PROBLEM TO SOLVE: I'd like every record written out again, exactly as it is.

RECORDS FOR PROCESSING:
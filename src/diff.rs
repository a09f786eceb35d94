// src/diff.rs
//
// Citation deltas between a stored snapshot and a fresh fetch.

use std::collections::{HashMap, VecDeque};

use serde::{Deserialize, Serialize};

use crate::core::sanitize::title_key;
use crate::data::{Metrics, Paper};

/// Author-level change of the all-time citation total.
#[derive(Clone, Debug, PartialEq, Eq)]
pub struct CitationChange {
    pub user_id: String,
    pub name: String,
    pub old: u32,
    pub new: u32,
}

impl CitationChange {
    pub fn delta(&self) -> i64 {
        i64::from(self.new) - i64::from(self.old)
    }
}

#[derive(Clone, Copy, Debug, PartialEq, Eq)]
pub enum ChangeKind {
    Increased,
    Decreased,
    /// Not in the previous list, already cited.
    Added,
}

#[derive(Clone, Debug, PartialEq, Eq, Serialize, Deserialize)]
pub struct PaperChange {
    pub title: String,
    pub old: u32,
    pub new: u32,
    #[serde(default)]
    pub added: bool,
}

impl PaperChange {
    pub fn delta(&self) -> i64 {
        i64::from(self.new) - i64::from(self.old)
    }

    pub fn kind(&self) -> ChangeKind {
        if self.added {
            ChangeKind::Added
        } else if self.new > self.old {
            ChangeKind::Increased
        } else {
            ChangeKind::Decreased
        }
    }

    pub fn is_gain(&self) -> bool {
        self.delta() > 0
    }
}

pub fn diff_metrics(user_id: &str, name: &str, old: &Metrics, new: &Metrics) -> Option<CitationChange> {
    if old.total_citations == new.total_citations {
        return None;
    }
    Some(CitationChange {
        user_id: s!(user_id),
        name: s!(name),
        old: old.total_citations,
        new: new.total_citations,
    })
}

/// Per-paper deltas, in the order papers appear in `new`.
///
/// Papers are matched on [`title_key`]; repeated titles pair up in order of
/// appearance. A paper missing from `old` is reported as added only once it
/// has citations. Papers missing from `new` are ignored: Scholar merges and
/// drops entries on its own.
pub fn diff_papers(old: &[Paper], new: &[Paper]) -> Vec<PaperChange> {
    let mut pool: HashMap<String, VecDeque<u32>> = HashMap::with_capacity(old.len());
    for p in old {
        pool.entry(title_key(&p.title)).or_default().push_back(p.citations);
    }

    let mut out = Vec::new();
    for p in new {
        let prev = pool.get_mut(&title_key(&p.title)).and_then(|q| q.pop_front());
        match prev {
            Some(before) if before != p.citations => out.push(PaperChange {
                title: p.title.clone(),
                old: before,
                new: p.citations,
                added: false,
            }),
            Some(_) => {}
            None if p.citations > 0 => out.push(PaperChange {
                title: p.title.clone(),
                old: 0,
                new: p.citations,
                added: true,
            }),
            None => {}
        }
    }
    out
}

/// Biggest gain first; ties keep list order.
pub fn top_gains(changes: &[PaperChange]) -> Vec<&PaperChange> {
    let mut gains: Vec<&PaperChange> = changes.iter().filter(|c| c.is_gain()).collect();
    gains.sort_by(|a, b| b.delta().cmp(&a.delta()));
    gains
}

#[cfg(test)]
mod tests {
    use super::*;

    fn paper(title: &str, citations: u32) -> Paper {
        Paper { title: s!(title), citations, ..Paper::default() }
    }

    fn list() -> Vec<Paper> {
        vec![paper("Alpha", 10), paper("Beta", 5), paper("Gamma", 0)]
    }

    #[test]
    fn single_count_change_yields_one_record() {
        let old = list();
        let mut new = list();
        new[1].citations = 8;

        let d = diff_papers(&old, &new);
        assert_eq!(d.len(), 1);
        assert_eq!(d[0].title, "Beta");
        assert_eq!(d[0].delta(), 3);
        assert_eq!(d[0].kind(), ChangeKind::Increased);
    }

    #[test]
    fn decrease_has_negative_delta() {
        let old = list();
        let mut new = list();
        new[0].citations = 7;

        let d = diff_papers(&old, &new);
        assert_eq!(d.len(), 1);
        assert_eq!(d[0].delta(), -3);
        assert_eq!(d[0].kind(), ChangeKind::Decreased);
    }

    #[test]
    fn identical_lists_yield_nothing() {
        assert!(diff_papers(&list(), &list()).is_empty());
    }

    #[test]
    fn matching_ignores_case_spacing_and_order() {
        let old = list();
        let new = vec![paper("gamma", 0), paper("  BETA ", 5), paper("Alpha", 11)];
        let d = diff_papers(&old, &new);
        assert_eq!(d.len(), 1);
        assert_eq!(d[0].title, "Alpha");
    }

    #[test]
    fn added_papers_only_once_cited() {
        let old = list();
        let mut new = list();
        new.push(paper("Delta", 0));
        new.push(paper("Epsilon", 2));

        let d = diff_papers(&old, &new);
        assert_eq!(d.len(), 1);
        assert_eq!(d[0].kind(), ChangeKind::Added);
        assert_eq!(d[0].delta(), 2);
    }

    #[test]
    fn duplicate_titles_pair_in_order() {
        let old = vec![paper("Same", 1), paper("Same", 9)];
        let new = vec![paper("Same", 1), paper("Same", 12)];
        let d = diff_papers(&old, &new);
        assert_eq!(d.len(), 1);
        assert_eq!((d[0].old, d[0].new), (9, 12));
    }

    #[test]
    fn first_cited_paper_after_empty_list_is_added() {
        let d = diff_papers(&[], &[paper("First", 4), paper("Draft", 0)]);
        assert_eq!(d.len(), 1);
        assert_eq!(d[0].title, "First");
        assert_eq!(d[0].kind(), ChangeKind::Added);
        assert_eq!((d[0].old, d[0].new), (0, 4));
    }

    #[test]
    fn metrics_change_only_on_total() {
        let a = Metrics { total_citations: 5, h_index: 1, ..Metrics::default() };
        let b = Metrics { total_citations: 5, h_index: 2, ..Metrics::default() };
        assert!(diff_metrics("u", "n", &a, &b).is_none());

        let c = Metrics { total_citations: 9, ..a };
        let ch = diff_metrics("u", "n", &a, &c).unwrap();
        assert_eq!(ch.delta(), 4);
    }

    #[test]
    fn top_gains_sorted_desc_and_skips_losses() {
        let changes = vec![
            PaperChange { title: s!("a"), old: 1, new: 2, added: false },
            PaperChange { title: s!("b"), old: 5, new: 1, added: false },
            PaperChange { title: s!("c"), old: 0, new: 7, added: true },
        ];
        let top: Vec<&str> = top_gains(&changes).iter().map(|c| c.title.as_str()).collect();
        assert_eq!(top, vec!["c", "a"]);
    }
}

ANSWER SPACE:
filename src/diff.rs
repository a09f786eceb35d94
// src/diff.rs
//
// Citation deltas between a stored snapshot and a fresh fetch.

use std::collections::{HashMap, VecDeque};

use serde::{Deserialize, Serialize};

use crate::core::sanitize::title_key;
use crate::data::{Metrics, Paper};

/// Author-level change of the all-time citation total.
#[derive(Clone, Debug, PartialEq, Eq)]
pub struct CitationChange {
    pub user_id: String,
    pub name: String,
    pub old: u32,
    pub new: u32,
}

impl CitationChange {
    pub fn delta(&self) -> i64 {
        i64::from(self.new) - i64::from(self.old)
    }
}

#[derive(Clone, Copy, Debug, PartialEq, Eq)]
pub enum ChangeKind {
    Increased,
    Decreased,
    /// Not in the previous list, already cited.
    Added,
}

#[derive(Clone, Debug, PartialEq, Eq, Serialize, Deserialize)]
pub struct PaperChange {
    pub title: String,
    pub old: u32,
    pub new: u32,
    #[serde(default)]
    pub added: bool,
}

impl PaperChange {
    pub fn delta(&self) -> i64 {
        i64::from(self.new) - i64::from(self.old)
    }

    pub fn kind(&self) -> ChangeKind {
        if self.added {
            ChangeKind::Added
        } else if self.new > self.old {
            ChangeKind::Increased
        } else {
            ChangeKind::Decreased
        }
    }

    pub fn is_gain(&self) -> bool {
        self.delta() > 0
    }
}

pub fn diff_metrics(user_id: &str, name: &str, old: &Metrics, new: &Metrics) -> Option<CitationChange> {
    if old.total_citations == new.total_citations {
        return None;
    }
    Some(CitationChange {
        user_id: s!(user_id),
        name: s!(name),
        old: old.total_citations,
        new: new.total_citations,
    })
}

/// Per-paper deltas, in the order papers appear in `new`.
///
/// Papers are matched on [`title_key`]; repeated titles pair up in order of
/// appearance. A paper missing from `old` is reported as added only once it
/// has citations. Papers missing from `new` are ignored: Scholar merges and
/// drops entries on its own.
pub fn diff_papers(old: &[Paper], new: &[Paper]) -> Vec<PaperChange> {
    let mut pool: HashMap<String, VecDeque<u32>> = HashMap::with_capacity(old.len());
    for p in old {
        pool.entry(title_key(&p.title)).or_default().push_back(p.citations);
    }

    let mut out = Vec::new();
    for p in new {
        let prev = pool.get_mut(&title_key(&p.title)).and_then(|q| q.pop_front());
        match prev {
            Some(before) if before != p.citations => out.push(PaperChange {
                title: p.title.clone(),
                old: before,
                new: p.citations,
                added: false,
            }),
            Some(_) => {}
            None if p.citations > 0 => out.push(PaperChange {
                title: p.title.clone(),
                old: 0,
                new: p.citations,
                added: true,
            }),
            None => {}
        }
    }
    out
}

/// Biggest gain first; ties keep list order.
pub fn top_gains(changes: &[PaperChange]) -> Vec<&PaperChange> {
    let mut gains: Vec<&PaperChange> = changes.iter().filter(|c| c.is_gain()).collect();
    gains.sort_by(|a, b| b.delta().cmp(&a.delta()));
    gains
}

#[cfg(test)]
mod tests {
    use super::*;

    fn paper(title: &str, citations: u32) -> Paper {
        Paper { title: s!(title), citations, ..Paper::default() }
    }

    fn list() -> Vec<Paper> {
        vec![paper("Alpha", 10), paper("Beta", 5), paper("Gamma", 0)]
    }

    #[test]
    fn single_count_change_yields_one_record() {
        let old = list();
        let mut new = list();
        new[1].citations = 8;

        let d = diff_papers(&old, &new);
        assert_eq!(d.len(), 1);
        assert_eq!(d[0].title, "Beta");
        assert_eq!(d[0].delta(), 3);
        assert_eq!(d[0].kind(), ChangeKind::Increased);
    }

    #[test]
    fn decrease_has_negative_delta() {
        let old = list();
        let mut new = list();
        new[0].citations = 7;

        let d = diff_papers(&old, &new);
        assert_eq!(d.len(), 1);
        assert_eq!(d[0].delta(), -3);
        assert_eq!(d[0].kind(), ChangeKind::Decreased);
    }

    #[test]
    fn identical_lists_yield_nothing() {
        assert!(diff_papers(&list(), &list()).is_empty());
    }

    #[test]
    fn matching_ignores_case_spacing_and_order() {
        let old = list();
        let new = vec![paper("gamma", 0), paper("  BETA ", 5), paper("Alpha", 11)];
        let d = diff_papers(&old, &new);
        assert_eq!(d.len(), 1);
        assert_eq!(d[0].title, "Alpha");
    }

    #[test]
    fn added_papers_only_once_cited() {
        let old = list();
        let mut new = list();
        new.push(paper("Delta", 0));
        new.push(paper("Epsilon", 2));

        let d = diff_papers(&old, &new);
        assert_eq!(d.len(), 1);
        assert_eq!(d[0].kind(), ChangeKind::Added);
        assert_eq!(d[0].delta(), 2);
    }

    #[test]
    fn duplicate_titles_pair_in_order() {
        let old = vec![paper("Same", 1), paper("Same", 9)];
        let new = vec![paper("Same", 1), paper("Same", 12)];
        let d = diff_papers(&old, &new);
        assert_eq!(d.len(), 1);
        assert_eq!((d[0].old, d[0].new), (9, 12));
    }

    #[test]
    fn first_cited_paper_after_empty_list_is_added() {
        let d = diff_papers(&[], &[paper("First", 4), paper("Draft", 0)]);
        assert_eq!(d.len(), 1);
        assert_eq!(d[0].title, "First");
        assert_eq!(d[0].kind(), ChangeKind::Added);
        assert_eq!((d[0].old, d[0].new), (0, 4));
    }

    #[test]
    fn metrics_change_only_on_total() {
        let a = Metrics { total_citations: 5, h_index: 1, ..Metrics::default() };
        let b = Metrics { total_citations: 5, h_index: 2, ..Metrics::default() };
        assert!(diff_metrics("u", "n", &a, &b).is_none());

        let c = Metrics { total_citations: 9, ..a };
        let ch = diff_metrics("u", "n", &a, &c).unwrap();
        assert_eq!(ch.delta(), 4);
    }

    #[test]
    fn top_gains_sorted_desc_and_skips_losses() {
        let changes = vec![
            PaperChange { title: s!("a"), old: 1, new: 2, added: false },
            PaperChange { title: s!("b"), old: 5, new: 1, added: false },
            PaperChange { title: s!("c"), old: 0, new: 7, added: true },
        ];
        let top: Vec<&str> = top_gains(&changes).iter().map(|c| c.title.as_str()).collect();
        assert_eq!(top, vec!["c", "a"]);
    }
}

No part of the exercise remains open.